Ihre Firma hat für die Runderneuerung und die neuen technischen Lösungen den Denkmalschutzpreis bekommen. Fühlen Sie sich von der Politik ausreichend unterstützt?

Den Denkmalschutzpreis haben wir nicht von der Politik, sondern vom Denkmalschutz bekommen. Die Politik ist an der Stelle leider etwas zögerlich.

Berlin hat inzwischen fast 300.000 landeseigene Wohnungen. Aber die sechs landeseigenen Wohnungsbaugesellschaften tauschen bei Modernisierung die Kastenfenster zu Tausenden aus. Muss das Land Berlin als Eigentümer der Gesellschaften da eingreifen?

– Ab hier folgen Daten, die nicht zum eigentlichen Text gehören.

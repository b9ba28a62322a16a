use serde::{Deserialize, Serialize};

/// Maximum points per factor. Sums to 100.
pub const SKILLS_WEIGHT: f64 = 40.0;
pub const EXPERIENCE_WEIGHT: f64 = 25.0;
pub const TITLE_WEIGHT: f64 = 15.0;
pub const SALARY_WEIGHT: f64 = 10.0;
pub const LOCATION_WEIGHT: f64 = 10.0;

pub const MAX_SCORE: f64 = 100.0;

/// Recommendation cutoffs on the total score.
pub const APPLY_NOW_THRESHOLD: f64 = 75.0;
pub const REVIEW_THRESHOLD: f64 = 50.0;

/// Points added per matched skill held at expert level (still capped by `SKILLS_WEIGHT`).
pub const EXPERT_BONUS: f64 = 1.0;

/// Title credit when the profile names no target titles.
pub const NEUTRAL_TITLE_SCORE: f64 = TITLE_WEIGHT / 2.0;

/// Location credit when the profile states no preference.
pub const NEUTRAL_LOCATION_SCORE: f64 = LOCATION_WEIGHT / 2.0;

/// Job pay at or below this share of the desired salary earns no salary points.
pub const SALARY_FLOOR_RATIO: f64 = 0.5;

#[derive(Debug, Clone, Copy, PartialEq, Eq, PartialOrd, Ord, Hash, Serialize, Deserialize)]
#[serde(rename_all = "snake_case")]
pub enum Factor {
    Skills,
    Experience,
    Title,
    Salary,
    Location,
}

impl Factor {
    /// Fixed evaluation order, also the tie-break order in reason text.
    pub const ALL: [Factor; 5] = [
        Factor::Skills,
        Factor::Experience,
        Factor::Title,
        Factor::Salary,
        Factor::Location,
    ];

    pub fn max_points(&self) -> f64 {
        match self {
            Factor::Skills => SKILLS_WEIGHT,
            Factor::Experience => EXPERIENCE_WEIGHT,
            Factor::Title => TITLE_WEIGHT,
            Factor::Salary => SALARY_WEIGHT,
            Factor::Location => LOCATION_WEIGHT,
        }
    }

    pub fn label(&self) -> &'static str {
        match self {
            Factor::Skills => "skills",
            Factor::Experience => "experience",
            Factor::Title => "title",
            Factor::Salary => "salary",
            Factor::Location => "location",
        }
    }
}

#[derive(Debug, Clone, Copy, PartialEq, Eq, Serialize, Deserialize)]
#[serde(rename_all = "snake_case")]
pub enum Recommendation {
    ApplyNow,
    Review,
    Skip,
}

impl Recommendation {
    pub fn as_str(&self) -> &'static str {
        match self {
            Recommendation::ApplyNow => "apply_now",
            Recommendation::Review => "review",
            Recommendation::Skip => "skip",
        }
    }

    pub fn from_score(score: f64) -> Self {
        if score >= APPLY_NOW_THRESHOLD {
            Recommendation::ApplyNow
        } else if score >= REVIEW_THRESHOLD {
            Recommendation::Review
        } else {
            Recommendation::Skip
        }
    }
}
// LLM prompt constants for the Matching module.
// Reuses cross-cutting fragments from llm_client::prompts.

use crate::llm_client::prompts::FIDELITY_INSTRUCTION;
use crate::matching::scorer::MatchResult;

/// Elaboration prompt template. Replace the `{...}` placeholders before sending.
pub const ELABORATE_PROMPT_TEMPLATE: &str = r#"You are a career coach reviewing a job match for a candidate.
Explain this job match to the candidate in two or three sentences.

Return a JSON object with this EXACT schema (no extra fields):
{
  "elaboration": "..."
}

{fidelity}

JOB: {title} at {company} ({location}, {job_type})
SCORE: {score}/100
RECOMMENDATION: {recommendation}
SUB-SCORES: {components}
MATCHING SKILLS: {matching}
MISSING SKILLS: {missing}
RULE-BASED REASON: {reason}

Mention the strongest factor, then the most useful gap to close."#;

/// Fills the elaboration template from a finished match result.
pub fn build_elaborate_prompt(result: &MatchResult) -> String {
    let c = &result.component_scores;
    let components = format!(
        "skills {:.1}/40, experience {:.1}/25, title {:.1}/15, salary {:.1}/10, location {:.1}/10",
        c.skills, c.experience, c.title, c.salary, c.location
    );

    let score = format!("{:.1}", result.score);
    let matching = list_or_none(&result.matching_skills);
    let missing = list_or_none(&result.missing_skills);

    fill_template(
        ELABORATE_PROMPT_TEMPLATE,
        &[
            ("fidelity", FIDELITY_INSTRUCTION),
            ("title", result.job.title.as_str()),
            ("company", result.job.company.as_str()),
            ("location", result.job.location.as_str()),
            ("job_type", result.job.job_type.as_str()),
            ("score", score.as_str()),
            ("recommendation", result.recommendation.as_str()),
            ("components", components.as_str()),
            ("matching", matching.as_str()),
            ("missing", missing.as_str()),
            ("reason", result.reason.as_str()),
        ],
    )
}

/// Single left-to-right pass over `template`. Substituted text is never rescanned, so
/// braces inside job data come through literally. Unknown `{...}` spans are kept as is.
fn fill_template(template: &str, values: &[(&str, &str)]) -> String {
    let mut out = String::with_capacity(template.len());
    let mut rest = template;

    while let Some(start) = rest.find('{') {
        out.push_str(&rest[..start]);
        let tail = &rest[start..];
        let hit = tail[1..].find('}').and_then(|end| {
            let key = &tail[1..=end];
            values
                .iter()
                .find(|(k, _)| *k == key)
                .map(|(_, value)| (*value, end + 2))
        });
        match hit {
            Some((value, consumed)) => {
                out.push_str(value);
                rest = &tail[consumed..];
            }
            None => {
                out.push('{');
                rest = &tail[1..];
            }
        }
    }

    out.push_str(rest);
    out
}

fn list_or_none(items: &[String]) -> String {
    if items.is_empty() {
        "none".to_string()
    } else {
        items.join(", ")
    }
}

Eindeutig ja. Deswegen arbeiten wir mit dem Denkmalschutz an einer Vorlage für die Bauverwaltung, die genau das zum Thema hat. Der Bausenator soll etwas in der Hand haben, damit die Wohnungsbaugesellschaften nicht länger mit fiktiven Kosten, sondern mit echten Zahlen arbeiten. Dann können sie nicht immer mit dem Argument kommen, der Erhalt der Kastenfenster sei unwirtschaftlich.

Haben Sie den Eindruck, dass die Verantwortlichen der Gesellschaften den kulturhistorischen Wert ihrer Häuser gar nicht kennen, sondern nur wohnungswirtschaftlich denken?

Den kulturhistorischen Wert achten sie bislang nur, wenn es ihnen der Denkmalschutz abverlangt.